Assimilatory sulphate reduction, largely restricted to plants and microorganisms where it provides reduced sulphur for the formation of amino acids and proteins, nucleic acids, and various sulphur-containing coenzymes, begins with the activation of sulphate through reaction with ATP to form adenosine 5'-phosphosulphate (APS) and adenosine 3'-phosphate 5'-phosphosulphate (PAPS). Two pathways of assimilatory sulphate reduction are known. One, found in some blue-green algae (cyanobacteria) and in all oxygen-envolving eukaryotes, begins with APS where the sulpho group is transferred via APS sulphotransferase to a thiol acceptor (glutathione (G-S-) in Chlorella) to form the organic thiosulphate (G-S-SO-3). The organic thiosulphate appears to be reduced further by an organic thiosulphate reductase employing reduced ferredoxin to form G-S-S-. The terminal sulphur is then thought to be reductively transferred to O-acetylserine via O-acetylserine sulphydrase to form cysteine.

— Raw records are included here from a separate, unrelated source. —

//! Visualization configuration

use bevy::prelude::*;

/// World image looked up in the asset folder when none is given
pub const DEFAULT_BASEMAP: &str = "world.png";

/// Map rendering configuration resource
#[derive(Resource)]
pub struct MapConfig {
    /// Equirectangular world image under the map, relative to the asset folder
    pub basemap: Option<String>,
    pub background: Color,
    pub frame_color: Color,
    pub graticule_color: Color,
    pub equator_color: Color,
    /// Degrees between graticule lines
    pub graticule_step_deg: u32,
    pub margin_px: f32,
    pub point_color: Color,
    pub point_radius_px: f32,
    pub point_resolution: u32,
    pub track_color: Color,
    pub marker_radius_px: f32,
    /// Marker colors, cycled per selected satellite
    pub palette: Vec<Color>,
}

impl MapConfig {
    pub fn palette_color(&self, i: usize) -> Color {
        if self.palette.is_empty() {
            return self.track_color;
        }
        self.palette[i % self.palette.len()]
    }
}

impl Default for MapConfig {
    fn default() -> Self {
        Self {
            basemap: Some(DEFAULT_BASEMAP.to_string()),
            background: Color::srgb(0.52, 0.68, 0.82),
            frame_color: Color::srgb(0.1, 0.1, 0.1),
            graticule_color: Color::srgba(1.0, 1.0, 1.0, 0.35),
            equator_color: Color::srgba(1.0, 1.0, 1.0, 0.7),
            graticule_step_deg: 30,
            margin_px: 24.0,
            point_color: Color::BLACK,
            point_radius_px: 1.0,
            point_resolution: 6,
            track_color: Color::BLACK,
            marker_radius_px: 5.0,
            // matplotlib's default color cycle, C0..C9
            palette: vec![
                Color::srgb_u8(31, 119, 180),
                Color::srgb_u8(255, 127, 14),
                Color::srgb_u8(44, 160, 44),
                Color::srgb_u8(214, 39, 40),
                Color::srgb_u8(148, 103, 189),
                Color::srgb_u8(140, 86, 75),
                Color::srgb_u8(227, 119, 194),
                Color::srgb_u8(127, 127, 127),
                Color::srgb_u8(188, 189, 34),
                Color::srgb_u8(23, 190, 207),
            ],
        }
    }
}

#[cfg(test)]
mod tests {
    use super::*;

    #[test]
    fn test_palette_cycles() {
        let config = MapConfig::default();
        assert_eq!(config.palette_color(0), config.palette_color(10));
        assert_ne!(config.palette_color(0), config.palette_color(1));

        let empty = MapConfig {
            palette: Vec::new(),
            ..default()
        };
        assert_eq!(empty.palette_color(3), empty.track_color);
    }

    #[test]
    fn test_default_basemap() {
        assert_eq!(MapConfig::default().basemap.as_deref(), Some(DEFAULT_BASEMAP));
    }
}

A second pathway, found in bacteria and fungi, begins with PAPS where the sulpho group is transferred via PAPS sulphotransferase to an acceptor thiol to form an organic thiosulphate. Since thioredoxin is indispensable, this molecule may be the carrier or may serve to reduce the carrier. NADPH via thioredoxin reductase or glutathione and glutathione reductase reduces thioredoxin. These reactions release sulphite which is further reduced to sulphide by sulphite reductase, employing NADPH. Sulphide is then thought to react with O-acetylserine to form cysteine via O-acetylserine sulphydrase. The cellular location and evolution of these pathways is discussed.